> What to do: Copy each line of the records that includes "first".

[[ Provided records open ]]

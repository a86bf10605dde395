//! Storage engine integration tests: run lifecycle, CAS transitions,
//! result pagination, chunk lifecycle, corruption tolerance, retention.

use tally_core::traits::{IAnalysisResults, IComparisons, IExportChunks, IRuns, IStages};
use tally_core::types::results::{
    AnalysisResult, ChunkStatus, ComparisonSummary, ExportCategory, ExportChunkMeta,
};
use tally_core::types::run::{RunParams, RunStatus, StageKind, StageStatus};
use tally_core::types::side::Side;
use tally_core::Combination;
use tally_storage::TallyStorageEngine;

// ─── Helpers ───────────────────────────────────────────────────────────────

fn params() -> RunParams {
    RunParams {
        file_a: "/data/a.csv".into(),
        file_b: "/data/b.csv".into(),
        num_columns: 2,
        expected_combinations: vec![Combination::new(["id"])],
        excluded_combinations: vec![],
        max_rows: 0,
        data_quality_check: true,
        use_intelligent_discovery: false,
    }
}

fn create(engine: &TallyStorageEngine) -> i64 {
    engine
        .create_run(&params(), &StageKind::sequence(true), 1_000)
        .unwrap()
}

fn result(run_id: i64, side: Side, cols: &[&str], unique: u64, total: u64) -> AnalysisResult {
    AnalysisResult::from_counts(
        run_id,
        side,
        Combination::new(cols.iter().copied()),
        total,
        unique,
        0,
        false,
        total,
        false,
    )
}

// ═══════════════════════════════════════════════════════════════════════════
// RUNS & STAGES
// ═══════════════════════════════════════════════════════════════════════════

#[test]
fn create_run_persists_params_and_pending_stages() {
    let engine = TallyStorageEngine::open_in_memory().unwrap();
    let run_id = create(&engine);
    assert!(run_id >= 1);

    let run = engine.get_run(run_id).unwrap().unwrap();
    assert_eq!(run.status, RunStatus::Queued);
    assert_eq!(run.progress, 0);
    assert_eq!(run.params.file_a, "/data/a.csv");
    assert_eq!(run.params.expected_combinations, vec![Combination::new(["id"])]);
    assert!(run.params.data_quality_check);

    let stages = engine.get_stages(run_id).unwrap();
    assert_eq!(stages.len(), 8);
    assert!(stages.iter().all(|s| s.status == StageStatus::Pending));
    assert_eq!(stages[0].kind, StageKind::Reading);
    assert_eq!(stages[1].kind, StageKind::Quality);
    assert_eq!(stages.last().unwrap().kind, StageKind::GenerateComparisons);
}

#[test]
fn run_ids_are_monotonic() {
    let engine = TallyStorageEngine::open_in_memory().unwrap();
    let first = create(&engine);
    let second = create(&engine);
    assert!(second > first);
}

#[test]
fn cas_status_is_exclusive() {
    let engine = TallyStorageEngine::open_in_memory().unwrap();
    let run_id = create(&engine);

    assert!(engine
        .cas_status(run_id, RunStatus::Queued, RunStatus::Running, 2_000)
        .unwrap());
    // A second queued→running loses.
    assert!(!engine
        .cas_status(run_id, RunStatus::Queued, RunStatus::Running, 2_001)
        .unwrap());
    // Cancel on a running run wins exactly once.
    assert!(engine
        .cas_status(run_id, RunStatus::Running, RunStatus::Cancelled, 3_000)
        .unwrap());
    assert!(!engine
        .cas_status(run_id, RunStatus::Running, RunStatus::Completed, 3_001)
        .unwrap());

    let run = engine.get_run(run_id).unwrap().unwrap();
    assert_eq!(run.status, RunStatus::Cancelled);
    assert_eq!(run.started_at, Some(2_000));
    assert_eq!(run.completed_at, Some(3_000));
}

#[test]
fn progress_never_regresses() {
    let engine = TallyStorageEngine::open_in_memory().unwrap();
    let run_id = create(&engine);
    engine.set_progress(run_id, 40, StageKind::AnalyzeA).unwrap();
    engine.set_progress(run_id, 20, StageKind::Validating).unwrap();
    let run = engine.get_run(run_id).unwrap().unwrap();
    assert_eq!(run.progress, 40);
}

#[test]
fn stage_transitions_and_notes() {
    let engine = TallyStorageEngine::open_in_memory().unwrap();
    let run_id = create(&engine);

    engine.stage_started(run_id, StageKind::Reading, 10).unwrap();
    engine.stage_completed(run_id, StageKind::Reading, 20).unwrap();
    engine
        .stage_note(run_id, StageKind::AnalyzeA, "switched to external counting")
        .unwrap();
    engine
        .stage_finished(
            run_id,
            StageKind::AnalyzeA,
            StageStatus::Cancelled,
            Some("cancelled by user"),
            30,
        )
        .unwrap();

    let stages = engine.get_stages(run_id).unwrap();
    let reading = stages.iter().find(|s| s.kind == StageKind::Reading).unwrap();
    assert_eq!(reading.status, StageStatus::Completed);
    assert_eq!(reading.started_at, Some(10));
    assert_eq!(reading.completed_at, Some(20));

    let analyze = stages.iter().find(|s| s.kind == StageKind::AnalyzeA).unwrap();
    assert_eq!(analyze.status, StageStatus::Cancelled);
    let details = analyze.details.as_deref().unwrap();
    assert!(details.contains("external counting"));
    assert!(details.contains("cancelled by user"));
}

// ═══════════════════════════════════════════════════════════════════════════
// RESULTS
// ═══════════════════════════════════════════════════════════════════════════

#[test]
fn results_upsert_and_paginate_by_score() {
    let engine = TallyStorageEngine::open_in_memory().unwrap();
    let run_id = create(&engine);

    let results = vec![
        result(run_id, Side::A, &["dept"], 5, 10),
        result(run_id, Side::A, &["id"], 10, 10),
        result(run_id, Side::A, &["dept", "role"], 8, 10),
        result(run_id, Side::B, &["id"], 9, 9),
    ];
    assert_eq!(engine.upsert_results(&results).unwrap(), 4);
    assert_eq!(engine.count_results(run_id, Side::A).unwrap(), 3);

    let page = engine.page_results(run_id, Side::A, 0, 2).unwrap();
    assert_eq!(page.len(), 2);
    assert_eq!(page[0].combination, Combination::new(["id"]));
    assert!(page[0].is_unique_key);
    assert_eq!(page[1].combination, Combination::new(["dept", "role"]));

    let rest = engine.page_results(run_id, Side::A, 2, 2).unwrap();
    assert_eq!(rest.len(), 1);
    assert_eq!(rest[0].combination, Combination::new(["dept"]));

    // Upsert with the same natural key replaces, not duplicates.
    engine
        .upsert_results(&[result(run_id, Side::A, &["id"], 9, 10)])
        .unwrap();
    assert_eq!(engine.count_results(run_id, Side::A).unwrap(), 3);
    let updated = engine
        .get_result(run_id, Side::A, &Combination::new(["id"]))
        .unwrap()
        .unwrap();
    assert_eq!(updated.unique_rows, 9);
    assert!(!updated.is_unique_key);
}

// ═══════════════════════════════════════════════════════════════════════════
// SUMMARIES & CHUNKS
// ═══════════════════════════════════════════════════════════════════════════

#[test]
fn summary_round_trip() {
    let engine = TallyStorageEngine::open_in_memory().unwrap();
    let run_id = create(&engine);
    let combo = Combination::new(["id"]);

    let summary = ComparisonSummary {
        run_id,
        combination: combo.clone(),
        matched: 999_990,
        only_a: 10,
        only_b: 0,
        total_a: 1_000_000,
        total_b: 999_990,
        generated_at: 5_000,
    };
    engine.upsert_summary(&summary).unwrap();

    let loaded = engine.get_summary(run_id, &combo).unwrap().unwrap();
    assert_eq!(loaded.matched, 999_990);
    assert_eq!(loaded.matched + loaded.only_a, loaded.total_a);
    assert_eq!(engine.list_summaries(run_id).unwrap().len(), 1);
}

#[test]
fn chunk_lifecycle_enforces_single_transition() {
    let engine = TallyStorageEngine::open_in_memory().unwrap();
    let run_id = create(&engine);
    let hash = Combination::new(["id"]).stable_hash();

    let meta = ExportChunkMeta {
        run_id,
        combination_hash: hash.clone(),
        category: ExportCategory::OnlyA,
        chunk_index: 1,
        row_count: 0,
        byte_size: 0,
        path: "/exports/only_a_chunk_0001.csv".into(),
        status: ChunkStatus::Writing,
    };
    engine.begin_chunk(&meta).unwrap();

    // Writing chunks are not readable.
    assert!(engine
        .completed_chunks(run_id, &hash, ExportCategory::OnlyA)
        .unwrap()
        .is_empty());

    engine
        .complete_chunk(run_id, &hash, ExportCategory::OnlyA, 1, 10, 120)
        .unwrap();
    let chunks = engine
        .completed_chunks(run_id, &hash, ExportCategory::OnlyA)
        .unwrap();
    assert_eq!(chunks.len(), 1);
    assert_eq!(chunks[0].row_count, 10);

    // A second completion attempt finds no writing row.
    assert!(engine
        .complete_chunk(run_id, &hash, ExportCategory::OnlyA, 1, 10, 120)
        .is_err());

    // fail_chunk only touches writing rows.
    engine
        .fail_chunk(run_id, &hash, ExportCategory::OnlyA, 1)
        .unwrap();
    assert_eq!(
        engine
            .completed_chunks(run_id, &hash, ExportCategory::OnlyA)
            .unwrap()
            .len(),
        1
    );

    engine.delete_chunks(run_id, &hash).unwrap();
    assert!(engine.all_chunks(run_id, &hash).unwrap().is_empty());
}

// ═══════════════════════════════════════════════════════════════════════════
// CORRUPTION TOLERANCE
// ═══════════════════════════════════════════════════════════════════════════

#[test]
fn blob_in_text_field_reads_back_as_string() {
    let engine = TallyStorageEngine::open_in_memory().unwrap();
    let run_id = create(&engine);

    // Simulate the bytes-where-text-expected defect directly.
    engine
        .with_writer(|conn| {
            conn.execute(
                "UPDATE runs SET error_message = ?2, progress = ?3 WHERE run_id = ?1",
                rusqlite::params![run_id, &[0x66u8, 0xff, 0x6f][..], "not-a-number"],
            )
            .map_err(tally_core::errors::StorageError::from)?;
            Ok(())
        })
        .unwrap();

    // Reads must not fail; values coerce.
    let run = engine.get_run(run_id).unwrap().unwrap();
    let message = run.error_message.unwrap();
    assert!(message.starts_with('f') && message.ends_with('o'));
    assert_eq!(run.progress, 0);
}

// ═══════════════════════════════════════════════════════════════════════════
// RETENTION
// ═══════════════════════════════════════════════════════════════════════════

#[test]
fn retention_purges_expired_terminal_runs_only() {
    let dir = tempfile::tempdir().unwrap();
    let engine = TallyStorageEngine::open(&dir.path().join("store.db")).unwrap();

    let old_done = create(&engine);
    let old_running = create(&engine);
    let fresh = engine
        .create_run(&params(), &StageKind::sequence(false), 10_000)
        .unwrap();

    engine
        .cas_status(old_done, RunStatus::Queued, RunStatus::Running, 1_100)
        .unwrap();
    engine
        .cas_status(old_done, RunStatus::Running, RunStatus::Completed, 1_200)
        .unwrap();
    engine
        .cas_status(old_running, RunStatus::Queued, RunStatus::Running, 1_100)
        .unwrap();

    // Artifacts for the expired run.
    let exports = dir.path().join("exports");
    let cache = dir.path().join("cache");
    std::fs::create_dir_all(exports.join(format!("run_{old_done}/comparison_x"))).unwrap();
    std::fs::create_dir_all(&cache).unwrap();
    std::fs::write(cache.join(format!("run_{old_done}_x.json")), b"{}").unwrap();

    let purged =
        tally_storage::retention::purge_expired(&engine, &exports, &cache, 5_000).unwrap();
    assert_eq!(purged, vec![old_done]);
    assert!(engine.get_run(old_done).unwrap().is_none());
    // Non-terminal and fresh runs survive.
    assert!(engine.get_run(old_running).unwrap().is_some());
    assert!(engine.get_run(fresh).unwrap().is_some());
    // Artifacts removed together.
    assert!(!exports.join(format!("run_{old_done}")).exists());
    assert!(!cache.join(format!("run_{old_done}_x.json")).exists());
}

[[ Provided records closed ]]

> Solution for this task:
    let first = create(&engine);
    assert!(second > first);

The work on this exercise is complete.